WORK REQUIRED:
Below are the records. Gather each line that holds "HeaderValue".

━━ SOURCE RECORDS ━━

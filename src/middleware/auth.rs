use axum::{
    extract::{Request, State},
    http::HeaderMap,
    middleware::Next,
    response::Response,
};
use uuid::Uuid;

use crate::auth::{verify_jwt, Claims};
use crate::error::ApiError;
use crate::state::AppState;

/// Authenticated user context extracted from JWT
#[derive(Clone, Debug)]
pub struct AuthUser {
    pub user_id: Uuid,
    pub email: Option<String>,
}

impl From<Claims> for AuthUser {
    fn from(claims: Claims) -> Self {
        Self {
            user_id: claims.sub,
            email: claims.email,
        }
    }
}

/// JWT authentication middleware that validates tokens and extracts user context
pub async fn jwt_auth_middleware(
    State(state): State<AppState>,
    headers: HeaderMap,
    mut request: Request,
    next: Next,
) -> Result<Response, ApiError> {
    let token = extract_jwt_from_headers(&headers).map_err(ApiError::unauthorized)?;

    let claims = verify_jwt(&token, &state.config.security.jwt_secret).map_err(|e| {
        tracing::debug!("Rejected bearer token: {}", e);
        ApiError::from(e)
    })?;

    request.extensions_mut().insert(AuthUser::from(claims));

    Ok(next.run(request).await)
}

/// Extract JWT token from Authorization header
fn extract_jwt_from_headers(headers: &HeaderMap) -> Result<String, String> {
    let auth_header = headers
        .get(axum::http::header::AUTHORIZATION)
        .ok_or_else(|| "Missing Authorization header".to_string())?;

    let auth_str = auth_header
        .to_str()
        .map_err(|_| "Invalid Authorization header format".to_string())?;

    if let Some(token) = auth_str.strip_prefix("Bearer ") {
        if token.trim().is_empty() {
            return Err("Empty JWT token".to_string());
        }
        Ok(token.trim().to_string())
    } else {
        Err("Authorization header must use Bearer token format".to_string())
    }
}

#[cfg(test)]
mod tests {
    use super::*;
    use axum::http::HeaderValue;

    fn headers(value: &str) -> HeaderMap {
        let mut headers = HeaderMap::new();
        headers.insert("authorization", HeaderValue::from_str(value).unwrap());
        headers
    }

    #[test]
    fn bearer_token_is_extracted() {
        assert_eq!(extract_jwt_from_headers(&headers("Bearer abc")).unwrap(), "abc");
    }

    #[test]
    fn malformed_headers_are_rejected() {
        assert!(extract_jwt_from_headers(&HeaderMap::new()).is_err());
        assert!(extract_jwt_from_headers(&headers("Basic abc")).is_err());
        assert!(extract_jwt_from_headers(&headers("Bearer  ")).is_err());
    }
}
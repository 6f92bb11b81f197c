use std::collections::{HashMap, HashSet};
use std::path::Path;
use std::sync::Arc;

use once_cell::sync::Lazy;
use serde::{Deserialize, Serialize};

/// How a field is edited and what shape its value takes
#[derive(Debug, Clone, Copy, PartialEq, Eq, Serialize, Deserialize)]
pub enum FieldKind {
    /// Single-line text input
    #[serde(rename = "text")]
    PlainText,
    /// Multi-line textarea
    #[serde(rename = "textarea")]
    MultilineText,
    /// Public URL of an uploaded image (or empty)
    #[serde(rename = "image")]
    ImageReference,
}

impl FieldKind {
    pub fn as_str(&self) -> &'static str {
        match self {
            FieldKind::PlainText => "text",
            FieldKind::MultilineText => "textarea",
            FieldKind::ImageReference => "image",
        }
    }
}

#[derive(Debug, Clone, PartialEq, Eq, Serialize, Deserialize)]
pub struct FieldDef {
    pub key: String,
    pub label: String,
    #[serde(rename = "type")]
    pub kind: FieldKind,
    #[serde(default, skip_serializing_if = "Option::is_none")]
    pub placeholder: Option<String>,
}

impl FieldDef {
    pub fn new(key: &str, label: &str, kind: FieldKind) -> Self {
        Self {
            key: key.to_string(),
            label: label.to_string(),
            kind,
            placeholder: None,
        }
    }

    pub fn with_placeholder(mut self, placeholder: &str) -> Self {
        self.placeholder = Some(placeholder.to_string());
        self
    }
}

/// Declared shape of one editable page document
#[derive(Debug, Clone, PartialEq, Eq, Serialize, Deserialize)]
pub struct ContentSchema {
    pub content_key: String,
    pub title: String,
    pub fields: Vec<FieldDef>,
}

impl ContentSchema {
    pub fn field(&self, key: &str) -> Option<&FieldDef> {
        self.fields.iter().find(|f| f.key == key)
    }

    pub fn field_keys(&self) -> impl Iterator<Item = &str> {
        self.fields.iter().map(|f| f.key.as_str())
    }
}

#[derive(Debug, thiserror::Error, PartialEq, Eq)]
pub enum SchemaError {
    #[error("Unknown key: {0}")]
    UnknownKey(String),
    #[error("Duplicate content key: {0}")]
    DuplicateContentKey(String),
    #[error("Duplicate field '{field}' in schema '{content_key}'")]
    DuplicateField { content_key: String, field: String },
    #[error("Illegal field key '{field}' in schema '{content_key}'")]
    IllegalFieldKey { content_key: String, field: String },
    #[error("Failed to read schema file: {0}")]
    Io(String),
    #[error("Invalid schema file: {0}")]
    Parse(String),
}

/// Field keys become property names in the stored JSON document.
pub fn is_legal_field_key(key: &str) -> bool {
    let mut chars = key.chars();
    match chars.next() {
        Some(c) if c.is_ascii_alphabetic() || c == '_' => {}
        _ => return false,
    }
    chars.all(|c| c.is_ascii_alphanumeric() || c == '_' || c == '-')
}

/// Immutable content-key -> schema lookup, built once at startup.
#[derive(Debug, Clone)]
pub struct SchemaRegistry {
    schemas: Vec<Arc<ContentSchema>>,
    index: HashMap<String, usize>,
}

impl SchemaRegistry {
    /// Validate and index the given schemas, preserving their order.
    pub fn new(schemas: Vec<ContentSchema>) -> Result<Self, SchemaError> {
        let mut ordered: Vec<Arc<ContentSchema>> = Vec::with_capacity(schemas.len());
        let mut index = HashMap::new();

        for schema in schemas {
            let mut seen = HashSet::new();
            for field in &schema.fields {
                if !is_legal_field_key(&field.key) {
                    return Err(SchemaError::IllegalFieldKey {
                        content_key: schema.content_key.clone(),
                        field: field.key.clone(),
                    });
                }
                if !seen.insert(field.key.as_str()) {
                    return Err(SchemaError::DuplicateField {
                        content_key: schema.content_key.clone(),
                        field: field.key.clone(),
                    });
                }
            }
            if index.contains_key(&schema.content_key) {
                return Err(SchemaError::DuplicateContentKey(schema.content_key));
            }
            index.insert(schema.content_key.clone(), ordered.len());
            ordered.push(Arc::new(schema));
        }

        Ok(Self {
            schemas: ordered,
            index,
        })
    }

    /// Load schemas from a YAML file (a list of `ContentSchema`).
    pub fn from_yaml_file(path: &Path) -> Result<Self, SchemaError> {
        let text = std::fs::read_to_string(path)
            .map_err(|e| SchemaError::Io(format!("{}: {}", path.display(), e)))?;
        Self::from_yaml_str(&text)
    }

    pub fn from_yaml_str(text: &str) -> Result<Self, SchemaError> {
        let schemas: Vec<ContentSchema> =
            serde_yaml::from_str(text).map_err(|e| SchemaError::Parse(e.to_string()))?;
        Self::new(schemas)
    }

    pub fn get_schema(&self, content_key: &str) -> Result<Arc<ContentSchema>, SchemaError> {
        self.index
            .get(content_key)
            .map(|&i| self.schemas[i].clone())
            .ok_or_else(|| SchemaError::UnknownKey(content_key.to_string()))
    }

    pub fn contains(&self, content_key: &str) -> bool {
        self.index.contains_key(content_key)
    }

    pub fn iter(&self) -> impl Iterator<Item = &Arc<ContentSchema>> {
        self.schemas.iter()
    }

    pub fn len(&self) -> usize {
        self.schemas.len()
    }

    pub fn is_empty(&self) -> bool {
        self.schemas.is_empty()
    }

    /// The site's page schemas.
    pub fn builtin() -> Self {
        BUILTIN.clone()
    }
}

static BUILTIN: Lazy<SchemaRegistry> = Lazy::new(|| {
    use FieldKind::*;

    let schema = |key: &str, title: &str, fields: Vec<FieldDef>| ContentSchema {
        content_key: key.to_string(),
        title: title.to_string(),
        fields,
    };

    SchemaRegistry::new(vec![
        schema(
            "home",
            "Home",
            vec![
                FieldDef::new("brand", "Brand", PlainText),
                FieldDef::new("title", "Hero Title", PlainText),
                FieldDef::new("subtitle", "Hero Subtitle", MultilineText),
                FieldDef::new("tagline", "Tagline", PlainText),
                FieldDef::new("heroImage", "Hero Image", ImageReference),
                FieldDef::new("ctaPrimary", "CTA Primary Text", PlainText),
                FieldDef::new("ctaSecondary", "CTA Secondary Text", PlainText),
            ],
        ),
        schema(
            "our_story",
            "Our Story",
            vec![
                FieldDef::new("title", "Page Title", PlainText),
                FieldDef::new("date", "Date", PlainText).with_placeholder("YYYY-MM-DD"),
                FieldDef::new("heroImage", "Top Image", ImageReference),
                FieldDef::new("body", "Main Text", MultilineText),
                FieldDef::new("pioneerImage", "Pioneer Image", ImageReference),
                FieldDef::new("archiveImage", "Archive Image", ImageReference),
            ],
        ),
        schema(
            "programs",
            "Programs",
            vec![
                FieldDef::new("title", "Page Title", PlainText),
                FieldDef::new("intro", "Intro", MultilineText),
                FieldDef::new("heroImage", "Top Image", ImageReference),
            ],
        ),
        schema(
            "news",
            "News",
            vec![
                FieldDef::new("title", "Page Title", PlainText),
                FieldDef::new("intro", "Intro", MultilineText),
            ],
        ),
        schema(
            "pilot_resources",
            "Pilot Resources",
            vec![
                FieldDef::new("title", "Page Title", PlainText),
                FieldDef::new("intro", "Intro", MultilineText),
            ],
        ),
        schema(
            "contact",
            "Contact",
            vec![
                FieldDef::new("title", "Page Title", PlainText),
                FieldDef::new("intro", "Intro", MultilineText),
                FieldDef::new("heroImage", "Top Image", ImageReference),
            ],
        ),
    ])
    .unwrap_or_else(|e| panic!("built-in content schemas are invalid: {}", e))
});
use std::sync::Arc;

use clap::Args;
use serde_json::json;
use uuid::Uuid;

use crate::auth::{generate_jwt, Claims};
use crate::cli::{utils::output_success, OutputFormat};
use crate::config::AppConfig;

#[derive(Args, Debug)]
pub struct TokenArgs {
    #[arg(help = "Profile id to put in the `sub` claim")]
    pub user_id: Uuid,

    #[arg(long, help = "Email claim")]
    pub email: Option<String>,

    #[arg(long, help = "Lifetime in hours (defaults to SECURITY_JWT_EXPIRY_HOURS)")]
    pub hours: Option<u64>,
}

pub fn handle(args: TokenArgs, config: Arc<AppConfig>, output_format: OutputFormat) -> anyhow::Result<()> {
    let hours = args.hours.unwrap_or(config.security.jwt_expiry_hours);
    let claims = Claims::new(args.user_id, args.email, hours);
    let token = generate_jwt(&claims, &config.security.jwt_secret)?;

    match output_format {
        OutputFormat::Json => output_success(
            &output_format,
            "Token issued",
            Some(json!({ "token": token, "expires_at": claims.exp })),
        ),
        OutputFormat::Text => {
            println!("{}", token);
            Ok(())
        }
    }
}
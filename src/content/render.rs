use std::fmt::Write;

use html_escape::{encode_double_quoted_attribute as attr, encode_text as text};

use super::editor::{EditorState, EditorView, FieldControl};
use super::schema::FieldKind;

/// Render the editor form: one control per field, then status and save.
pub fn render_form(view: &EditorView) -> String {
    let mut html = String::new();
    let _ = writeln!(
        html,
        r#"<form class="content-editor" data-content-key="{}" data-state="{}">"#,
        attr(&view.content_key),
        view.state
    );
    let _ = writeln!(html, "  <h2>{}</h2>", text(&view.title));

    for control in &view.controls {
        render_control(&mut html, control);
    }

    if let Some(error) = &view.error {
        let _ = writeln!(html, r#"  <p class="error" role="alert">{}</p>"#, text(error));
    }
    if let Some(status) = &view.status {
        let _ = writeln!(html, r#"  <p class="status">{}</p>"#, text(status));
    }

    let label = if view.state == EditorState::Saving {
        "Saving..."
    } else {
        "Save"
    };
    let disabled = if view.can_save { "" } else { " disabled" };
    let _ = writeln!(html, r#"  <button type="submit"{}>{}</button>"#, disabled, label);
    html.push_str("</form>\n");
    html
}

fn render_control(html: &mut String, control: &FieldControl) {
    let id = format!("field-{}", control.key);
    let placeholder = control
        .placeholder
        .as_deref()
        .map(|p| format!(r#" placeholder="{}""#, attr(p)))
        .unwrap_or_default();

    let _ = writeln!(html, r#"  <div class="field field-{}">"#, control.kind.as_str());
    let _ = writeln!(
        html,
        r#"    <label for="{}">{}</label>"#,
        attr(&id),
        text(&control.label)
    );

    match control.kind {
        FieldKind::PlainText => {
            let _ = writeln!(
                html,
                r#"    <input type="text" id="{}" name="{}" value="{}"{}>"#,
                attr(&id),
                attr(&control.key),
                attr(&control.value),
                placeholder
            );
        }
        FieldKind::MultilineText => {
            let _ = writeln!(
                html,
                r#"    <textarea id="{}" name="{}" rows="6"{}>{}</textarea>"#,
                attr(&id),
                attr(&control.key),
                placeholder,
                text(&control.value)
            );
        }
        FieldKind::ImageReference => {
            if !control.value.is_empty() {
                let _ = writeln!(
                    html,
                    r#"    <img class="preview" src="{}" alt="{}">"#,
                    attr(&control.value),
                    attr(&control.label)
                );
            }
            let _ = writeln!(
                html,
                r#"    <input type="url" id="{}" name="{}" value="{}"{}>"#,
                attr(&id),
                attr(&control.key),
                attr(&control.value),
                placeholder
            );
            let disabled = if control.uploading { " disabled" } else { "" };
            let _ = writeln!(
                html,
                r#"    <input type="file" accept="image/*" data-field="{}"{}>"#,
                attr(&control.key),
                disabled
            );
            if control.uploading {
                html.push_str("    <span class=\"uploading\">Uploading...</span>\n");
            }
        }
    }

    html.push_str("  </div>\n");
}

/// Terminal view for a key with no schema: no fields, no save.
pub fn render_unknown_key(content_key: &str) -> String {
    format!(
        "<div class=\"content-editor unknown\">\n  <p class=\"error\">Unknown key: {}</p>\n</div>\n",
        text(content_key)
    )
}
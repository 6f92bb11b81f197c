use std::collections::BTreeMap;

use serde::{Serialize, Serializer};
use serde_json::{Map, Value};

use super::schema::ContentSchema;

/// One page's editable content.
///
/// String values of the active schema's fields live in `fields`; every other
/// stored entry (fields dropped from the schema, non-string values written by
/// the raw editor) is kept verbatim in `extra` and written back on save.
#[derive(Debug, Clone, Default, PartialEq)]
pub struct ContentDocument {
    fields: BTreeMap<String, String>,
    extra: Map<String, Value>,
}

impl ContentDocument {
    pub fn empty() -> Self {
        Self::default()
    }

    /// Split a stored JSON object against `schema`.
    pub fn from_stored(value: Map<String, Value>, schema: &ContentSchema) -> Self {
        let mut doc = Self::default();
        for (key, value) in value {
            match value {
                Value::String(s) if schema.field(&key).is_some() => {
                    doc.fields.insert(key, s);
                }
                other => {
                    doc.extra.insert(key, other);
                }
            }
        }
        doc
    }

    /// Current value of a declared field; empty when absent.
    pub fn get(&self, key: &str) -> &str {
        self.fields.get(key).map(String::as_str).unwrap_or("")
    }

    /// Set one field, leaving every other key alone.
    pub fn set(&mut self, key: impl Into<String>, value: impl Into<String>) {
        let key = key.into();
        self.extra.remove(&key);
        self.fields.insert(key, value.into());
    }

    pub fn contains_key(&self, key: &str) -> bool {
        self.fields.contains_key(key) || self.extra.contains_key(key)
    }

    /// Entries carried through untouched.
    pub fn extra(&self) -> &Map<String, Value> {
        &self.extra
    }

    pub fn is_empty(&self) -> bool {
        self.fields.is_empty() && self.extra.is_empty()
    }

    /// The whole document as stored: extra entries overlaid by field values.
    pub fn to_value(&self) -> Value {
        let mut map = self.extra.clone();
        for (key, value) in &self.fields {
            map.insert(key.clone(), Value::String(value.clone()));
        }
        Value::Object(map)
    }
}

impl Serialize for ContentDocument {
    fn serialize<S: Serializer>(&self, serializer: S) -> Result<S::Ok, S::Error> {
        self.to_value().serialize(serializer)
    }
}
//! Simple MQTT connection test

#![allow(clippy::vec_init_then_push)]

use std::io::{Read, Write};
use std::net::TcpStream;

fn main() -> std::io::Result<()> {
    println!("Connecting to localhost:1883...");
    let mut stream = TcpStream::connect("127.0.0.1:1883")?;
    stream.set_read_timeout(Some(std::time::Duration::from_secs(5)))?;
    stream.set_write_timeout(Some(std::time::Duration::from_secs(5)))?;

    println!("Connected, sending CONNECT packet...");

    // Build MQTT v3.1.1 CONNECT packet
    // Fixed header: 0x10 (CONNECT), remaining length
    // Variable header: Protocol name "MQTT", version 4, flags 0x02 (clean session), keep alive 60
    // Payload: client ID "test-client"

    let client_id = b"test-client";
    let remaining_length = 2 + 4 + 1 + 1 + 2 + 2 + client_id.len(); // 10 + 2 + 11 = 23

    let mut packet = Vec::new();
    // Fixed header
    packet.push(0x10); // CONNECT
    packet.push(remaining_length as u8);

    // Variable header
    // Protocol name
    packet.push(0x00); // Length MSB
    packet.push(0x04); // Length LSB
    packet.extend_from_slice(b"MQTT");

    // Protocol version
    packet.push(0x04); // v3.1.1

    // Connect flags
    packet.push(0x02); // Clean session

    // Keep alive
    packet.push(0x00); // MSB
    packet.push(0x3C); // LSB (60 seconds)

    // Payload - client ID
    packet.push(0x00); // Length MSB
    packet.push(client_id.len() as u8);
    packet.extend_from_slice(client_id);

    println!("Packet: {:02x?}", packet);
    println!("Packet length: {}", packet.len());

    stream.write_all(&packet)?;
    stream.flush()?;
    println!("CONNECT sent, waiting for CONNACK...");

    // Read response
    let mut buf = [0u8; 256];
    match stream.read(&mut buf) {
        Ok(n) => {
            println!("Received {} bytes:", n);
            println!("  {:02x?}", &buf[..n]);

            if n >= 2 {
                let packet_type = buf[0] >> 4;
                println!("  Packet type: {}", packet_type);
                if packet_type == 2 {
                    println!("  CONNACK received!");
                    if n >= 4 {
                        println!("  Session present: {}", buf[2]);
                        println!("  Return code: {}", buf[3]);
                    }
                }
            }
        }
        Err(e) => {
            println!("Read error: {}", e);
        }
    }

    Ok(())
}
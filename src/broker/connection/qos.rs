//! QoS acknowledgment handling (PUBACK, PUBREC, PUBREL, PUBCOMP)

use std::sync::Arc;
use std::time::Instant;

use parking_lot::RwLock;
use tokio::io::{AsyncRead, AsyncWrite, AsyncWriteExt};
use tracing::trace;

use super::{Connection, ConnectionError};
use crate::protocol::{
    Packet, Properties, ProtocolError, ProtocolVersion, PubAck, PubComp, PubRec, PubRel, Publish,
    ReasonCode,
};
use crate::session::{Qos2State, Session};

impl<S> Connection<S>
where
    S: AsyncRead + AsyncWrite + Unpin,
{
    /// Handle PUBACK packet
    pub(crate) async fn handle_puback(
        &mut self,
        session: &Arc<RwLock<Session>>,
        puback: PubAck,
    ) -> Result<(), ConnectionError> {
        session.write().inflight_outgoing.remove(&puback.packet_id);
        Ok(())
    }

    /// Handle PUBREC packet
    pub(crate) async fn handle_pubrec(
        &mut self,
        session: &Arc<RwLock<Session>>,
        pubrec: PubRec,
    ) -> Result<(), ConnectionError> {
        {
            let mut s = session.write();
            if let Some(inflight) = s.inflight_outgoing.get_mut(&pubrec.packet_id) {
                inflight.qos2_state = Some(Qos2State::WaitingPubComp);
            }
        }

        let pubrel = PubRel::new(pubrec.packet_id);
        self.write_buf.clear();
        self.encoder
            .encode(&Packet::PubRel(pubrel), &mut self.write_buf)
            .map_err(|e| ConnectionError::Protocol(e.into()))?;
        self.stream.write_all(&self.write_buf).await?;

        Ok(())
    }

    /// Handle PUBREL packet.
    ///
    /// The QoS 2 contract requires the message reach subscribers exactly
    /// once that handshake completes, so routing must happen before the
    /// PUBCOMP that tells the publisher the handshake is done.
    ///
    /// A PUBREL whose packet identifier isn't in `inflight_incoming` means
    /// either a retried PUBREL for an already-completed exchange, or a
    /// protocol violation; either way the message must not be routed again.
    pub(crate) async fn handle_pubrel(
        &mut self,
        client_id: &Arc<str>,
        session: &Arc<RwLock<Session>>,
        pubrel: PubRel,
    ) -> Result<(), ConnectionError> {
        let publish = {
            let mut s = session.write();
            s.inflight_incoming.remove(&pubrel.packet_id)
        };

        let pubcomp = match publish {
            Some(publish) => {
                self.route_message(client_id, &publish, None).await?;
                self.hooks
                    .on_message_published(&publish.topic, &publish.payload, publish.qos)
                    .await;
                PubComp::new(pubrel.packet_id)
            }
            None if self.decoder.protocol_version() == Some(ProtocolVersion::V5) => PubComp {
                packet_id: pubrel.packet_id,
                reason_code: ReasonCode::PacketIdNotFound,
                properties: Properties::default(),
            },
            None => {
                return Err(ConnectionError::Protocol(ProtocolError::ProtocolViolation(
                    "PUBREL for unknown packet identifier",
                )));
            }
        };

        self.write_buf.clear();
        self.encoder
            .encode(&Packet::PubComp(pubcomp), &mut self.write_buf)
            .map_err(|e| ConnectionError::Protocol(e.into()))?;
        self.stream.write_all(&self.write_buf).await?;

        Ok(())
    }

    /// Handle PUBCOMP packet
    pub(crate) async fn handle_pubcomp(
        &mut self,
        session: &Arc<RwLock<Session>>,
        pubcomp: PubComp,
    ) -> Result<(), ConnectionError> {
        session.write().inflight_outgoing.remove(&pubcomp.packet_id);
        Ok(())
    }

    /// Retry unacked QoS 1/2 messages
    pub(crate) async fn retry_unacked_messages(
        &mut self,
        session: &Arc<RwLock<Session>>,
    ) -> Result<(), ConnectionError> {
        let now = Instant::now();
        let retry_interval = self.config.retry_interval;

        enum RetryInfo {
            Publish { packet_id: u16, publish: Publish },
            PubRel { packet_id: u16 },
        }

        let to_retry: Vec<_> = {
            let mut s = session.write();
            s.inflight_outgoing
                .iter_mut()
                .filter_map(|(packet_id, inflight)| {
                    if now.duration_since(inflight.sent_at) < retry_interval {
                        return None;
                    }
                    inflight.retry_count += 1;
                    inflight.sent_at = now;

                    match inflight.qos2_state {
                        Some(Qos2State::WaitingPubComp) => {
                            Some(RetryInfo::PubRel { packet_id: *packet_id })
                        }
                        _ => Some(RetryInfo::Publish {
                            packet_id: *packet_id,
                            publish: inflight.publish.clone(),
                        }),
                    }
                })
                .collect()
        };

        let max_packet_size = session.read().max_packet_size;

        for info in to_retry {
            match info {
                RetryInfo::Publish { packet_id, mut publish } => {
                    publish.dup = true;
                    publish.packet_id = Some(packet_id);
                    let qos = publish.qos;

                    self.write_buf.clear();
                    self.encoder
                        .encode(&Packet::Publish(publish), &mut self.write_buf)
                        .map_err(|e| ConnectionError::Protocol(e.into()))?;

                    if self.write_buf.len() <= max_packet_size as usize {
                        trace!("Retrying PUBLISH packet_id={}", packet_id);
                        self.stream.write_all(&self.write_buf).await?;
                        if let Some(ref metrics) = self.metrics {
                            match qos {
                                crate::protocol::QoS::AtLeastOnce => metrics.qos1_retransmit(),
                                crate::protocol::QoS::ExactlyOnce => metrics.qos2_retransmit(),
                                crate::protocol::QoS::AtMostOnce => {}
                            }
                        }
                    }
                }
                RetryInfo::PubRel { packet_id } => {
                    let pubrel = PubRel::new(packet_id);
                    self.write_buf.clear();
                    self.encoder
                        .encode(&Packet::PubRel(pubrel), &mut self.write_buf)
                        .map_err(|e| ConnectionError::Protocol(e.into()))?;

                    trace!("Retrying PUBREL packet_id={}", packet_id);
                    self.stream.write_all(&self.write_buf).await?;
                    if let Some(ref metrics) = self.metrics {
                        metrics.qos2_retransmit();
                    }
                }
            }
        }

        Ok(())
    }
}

━━━

RESULT OF THE EXERCISE:
    use axum::http::HeaderValue;
        headers.insert("authorization", HeaderValue::from_str(value).unwrap());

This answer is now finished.